• Exercise brief: Take the lines below between the one holding "use std::sync::Arc;" and the one holding "let (previous_proof, previous_hash)", inclusive, and copy them exactly. Add nothing.

• Dataset excerpts:
══════════
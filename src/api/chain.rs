use actix_web::{HttpResponse, Responder, get, web};
use log::{debug, info, warn};
use serde_json::Number;
use std::sync::Arc;
use std::time::Instant;

use super::models::{AppState, ChainResponse, MineResponse, ReplaceResponse, ValidateResponse};
use crate::blockchain::is_valid_chain;
use crate::error::LedgerError;
use crate::network::resolve_conflicts;
use crate::transaction::Transaction;

/// Get the full blockchain.
#[get("/get_chain")]
pub async fn get_chain(state: web::Data<AppState>) -> impl Responder {
    let bc = state.blockchain.lock().expect("mutex poisoned");
    HttpResponse::Ok().json(ChainResponse {
        chain: bc.chain(),
        length: bc.len(),
    })
}

/// Validate the local chain.
#[get("/validate_chain")]
pub async fn validate_chain(state: web::Data<AppState>) -> impl Responder {
    let bc = state.blockchain.lock().expect("mutex poisoned");
    HttpResponse::Ok().json(ValidateResponse {
        valid: is_valid_chain(bc.chain(), bc.difficulty()),
        length: bc.len(),
    })
}

/// Mine a new block from the pending queue:
/// - Snapshot the tip and release the lock
/// - Search for a proof on the blocking pool
/// - Re-lock and seal pending txs + reward; retry if the tip moved meanwhile
#[get("/mine_block")]
pub async fn mine_block(state: web::Data<AppState>) -> impl Responder {
    for attempt in 1..=state.mine_retry_limit {
        let (previous_proof, previous_hash) = {
            let bc = state.blockchain.lock().expect("mutex poisoned");
            let tip = bc.tip();
            (tip.proof, tip.hash.clone())
        };

        let t0 = Instant::now();
        let miner = Arc::clone(&state.miner);
        let proof = match web::block(move || miner.find_proof(previous_proof)).await {
            Ok(Some(proof)) => proof,
            Ok(None) => {
                warn!(
                    "MINER - proof search exhausted its budget after {} ms",
                    t0.elapsed().as_millis()
                );
                return HttpResponse::ServiceUnavailable()
                    .body("proof search exhausted its attempt budget");
            }
            Err(e) => {
                warn!("MINER - blocking pool error: {}", e);
                return HttpResponse::InternalServerError().body("mining worker failed");
            }
        };
        debug!(
            "MINER - proof {} found in {} ms (attempt {})",
            proof,
            t0.elapsed().as_millis(),
            attempt
        );

        let reward = Transaction::new(
            state.node_id.clone(),
            state.reward_receiver.clone(),
            Number::from(1u64),
        );

        let mut bc = state.blockchain.lock().expect("mutex poisoned");
        match bc.create_block_with_reward(proof, &previous_hash, reward) {
            Ok(block) => {
                info!(
                    "MINER - sealed block #{} (hash={}, proof={}, txs={})",
                    block.index,
                    block.hash,
                    block.proof,
                    block.transactions.len()
                );
                return HttpResponse::Ok().json(MineResponse {
                    message: "Congratulations, you just mined a block!".to_string(),
                    index: block.index,
                    transactions: block.transactions.clone(),
                    proof: block.proof,
                    previous_hash: block.previous_hash.clone(),
                    timestamp: block.timestamp,
                });
            }
            Err(LedgerError::StaleTip { .. }) => {
                debug!("MINER - tip moved during search, retrying ({attempt})");
            }
            Err(e) => {
                warn!("MINER - could not seal block: {}", e);
                return HttpResponse::InternalServerError().body(e.to_string());
            }
        }
    }

    warn!(
        "MINER - tip kept moving, gave up after {} attempts",
        state.mine_retry_limit
    );
    HttpResponse::Conflict().body("chain tip kept moving while mining; try again")
}

/// Poll every registered peer and adopt the longest valid chain.
#[get("/replace_chain")]
pub async fn replace_chain(state: web::Data<AppState>) -> impl Responder {
    let peers = state.nodes.lock().expect("mutex poisoned").nodes();
    let replaced = resolve_conflicts(&state.blockchain, &peers, state.fetcher.as_ref()).await;

    let message = if replaced {
        "The chain has been replaced by the longest chain"
    } else {
        "Our chain is the largest or equal to the longest chain"
    };
    let bc = state.blockchain.lock().expect("mutex poisoned");
    HttpResponse::Ok().json(ReplaceResponse {
        message,
        chain: bc.chain(),
    })
}
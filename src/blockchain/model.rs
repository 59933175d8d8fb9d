use chrono::Utc;
use log::debug;
use serde_json::Number;

use super::{Block, valid_proof};
use crate::error::{LedgerError, Result};
use crate::transaction::Transaction;

/// In-memory chain plus the queue of transactions waiting for the next block.
#[derive(Debug)]
pub struct Blockchain {
    chain: Vec<Block>,
    pending: Vec<Transaction>,
    difficulty: u32,
}

impl Blockchain {
    /// Initialize a new blockchain with a genesis block.
    pub fn new(difficulty: u32) -> Self {
        Self {
            chain: vec![Block::genesis()],
            pending: Vec::new(),
            difficulty,
        }
    }

    /// Return the last block in the chain.
    pub fn tip(&self) -> &Block {
        self.chain
            .last()
            .expect("Blockchain should always have at least the genesis block")
    }

    /// Queue a transaction and return the index of the block that will hold it.
    pub fn append_transaction(
        &mut self,
        sender: impl Into<String>,
        receiver: impl Into<String>,
        amount: Number,
    ) -> u64 {
        self.pending.push(Transaction::new(sender, receiver, amount));
        self.tip().index + 1
    }

    /// Seal the pending transactions into a new block on top of the tip.
    ///
    /// Fails without touching state if `previous_hash` is no longer the tip
    /// (someone appended or replaced the chain while we were searching) or
    /// if `proof` does not meet the difficulty against the tip's proof.
    pub fn create_block(&mut self, proof: u64, previous_hash: &str) -> Result<&Block> {
        self.check_seal(proof, previous_hash)?;

        let tip = self.tip();
        let index = tip.index + 1;
        let timestamp = Utc::now().timestamp().max(tip.timestamp);
        let block = Block::new(
            index,
            timestamp,
            std::mem::take(&mut self.pending),
            proof,
            previous_hash.to_string(),
        );
        debug!(
            "CHAIN - appended block #{} ({} txs, hash={})",
            block.index,
            block.transactions.len(),
            block.hash
        );

        self.chain.push(block);
        Ok(self.tip())
    }

    /// Same as `create_block`, with `reward` appended after the pending
    /// transactions. On error the reward is dropped and the queue is untouched.
    pub fn create_block_with_reward(
        &mut self,
        proof: u64,
        previous_hash: &str,
        reward: Transaction,
    ) -> Result<&Block> {
        self.check_seal(proof, previous_hash)?;
        self.pending.push(reward);
        self.create_block(proof, previous_hash)
    }

    fn check_seal(&self, proof: u64, previous_hash: &str) -> Result<()> {
        let tip = self.tip();
        if tip.hash != previous_hash {
            return Err(LedgerError::StaleTip {
                expected: previous_hash.to_string(),
                actual: tip.hash.clone(),
            });
        }
        if !valid_proof(tip.proof, proof, self.difficulty) {
            return Err(LedgerError::InvalidProof {
                proof,
                difficulty: self.difficulty,
            });
        }
        Ok(())
    }

    /// Swap the whole chain. The caller must have validated `chain`;
    /// an empty chain is ignored.
    /// Pending transactions stay queued for the next mined block.
    pub fn replace(&mut self, chain: Vec<Block>) {
        if chain.is_empty() {
            return;
        }
        debug!(
            "CHAIN - replaced {} blocks with {} (pending kept: {})",
            self.chain.len(),
            chain.len(),
            self.pending.len()
        );
        self.chain = chain;
    }

    pub fn chain(&self) -> &[Block] {
        &self.chain
    }

    pub fn pending(&self) -> &[Transaction] {
        &self.pending
    }

    pub fn len(&self) -> usize {
        self.chain.len()
    }

    pub fn difficulty(&self) -> u32 {
        self.difficulty
    }
}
══════════
• Result of the exercise:
use std::sync::Arc;
use std::time::Instant;

use super::models::{AppState, ChainResponse, MineResponse, ReplaceResponse, ValidateResponse};
use crate::blockchain::is_valid_chain;
use crate::error::LedgerError;
use crate::network::resolve_conflicts;
use crate::transaction::Transaction;

/// Get the full blockchain.
#[get("/get_chain")]
pub async fn get_chain(state: web::Data<AppState>) -> impl Responder {
    let bc = state.blockchain.lock().expect("mutex poisoned");
    HttpResponse::Ok().json(ChainResponse {
        chain: bc.chain(),
        length: bc.len(),
    })
}

/// Validate the local chain.
#[get("/validate_chain")]
pub async fn validate_chain(state: web::Data<AppState>) -> impl Responder {
    let bc = state.blockchain.lock().expect("mutex poisoned");
    HttpResponse::Ok().json(ValidateResponse {
        valid: is_valid_chain(bc.chain(), bc.difficulty()),
        length: bc.len(),
    })
}

/// Mine a new block from the pending queue:
/// - Snapshot the tip and release the lock
/// - Search for a proof on the blocking pool
/// - Re-lock and seal pending txs + reward; retry if the tip moved meanwhile
#[get("/mine_block")]
pub async fn mine_block(state: web::Data<AppState>) -> impl Responder {
    for attempt in 1..=state.mine_retry_limit {
        let (previous_proof, previous_hash) = {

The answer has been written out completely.